On 20 January 2021, Rawlins made his debut in the A-League, starting the match against Adelaide United as his team eventually gained a 5-3 win: at 16 years and 272 days, he became the youngest ever player to feature in the starting XI for a league match. Under the manager Richard Garcia, he went on to collect eleven more appearances during the campaign (seven of which as a starter), as Perth finished the regular season at the bottom of the league table.

Finally, on 24 November 2021, the full-back debuted in the FFA Cup, coming in as a substitute for Tyler Vecchio at the 66th minute of the play-off match against Melbourne Victory, with the visitors eventually winning the match at penalty shoot-outs. During the 2021-2022 season, Rawlins established himself more as a regular starter in the team, collecting a total amount of 23 appearances between the league and the national cup, although Perth Glory finished last in the A-League and got left out of the final play-offs for the second year in a row.

Utrecht 
On 4 May 2022, it was officially announced that Rawlins would join Utrecht at the end of the season for an undisclosed fee, signing a four-year contract with the Dutch club and becoming their fifth ever Australian player in the process, after Tommy Oar, Adam Sarota, Michael Zullo and Daniel Arzani.

International career 
Rawlins has represented Australia at several youth international levels.

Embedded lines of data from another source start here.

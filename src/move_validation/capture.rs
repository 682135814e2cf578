use crate::chess_board::{BoardView, Move};

/// A destination is a legal landing square when it is empty or holds a piece
/// of the other color than the one standing on `mv.from`.
pub fn can_land_on<B: BoardView + ?Sized>(board: &B, mv: Move) -> bool {
    match (board.occupant_at(mv.from), board.occupant_at(mv.to)) {
        (_, None) => true,
        (Some(mover), Some(target)) => mover.color != target.color,
        (None, Some(_)) => false,
    }
}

He was the captain of the national selection at the 2019 AFF U-15 Championship, where his side failed to progress to the knock-out stage.

In the same year, he was also included in the squad that took part in the FIFA Under-17 World Cup in Brazil: being the youngest player of the bunch, Rawlins played all of the three matches in the group stage of the competition, as the Joeys managed to progress to the knock-out phase as one of the best third-placed teams, before eventually getting eliminated by France in the round of 16.

In May 2022, Rawlins was called-up to the under-23 national team to take part in the AFC U-23 Asian Cup in Uzbekistan, once again being the youngest member in the squad. He subsequently made his debut for the Olyroos on June 4, starting their second group stage fixture against Iraq: in the occasion, he assisted Alou Kuol's opening goal, as the match eventually ended in a 1-1 draw. After losing to eventual champions Saudi Arabia in the semi-finals, Australia also lost the third place match against Japan and finished fourth overall in the continental tournament.

Style of play 
Whilst being mainly a right back, Rawlins can play in any position across the backline, as well as a defensive midfielder. He's been described as an athletic, quick and intelligent footballer, who has his biggest strengths in his passing and dribbling skills, while also doing good in the defensive phase of his game.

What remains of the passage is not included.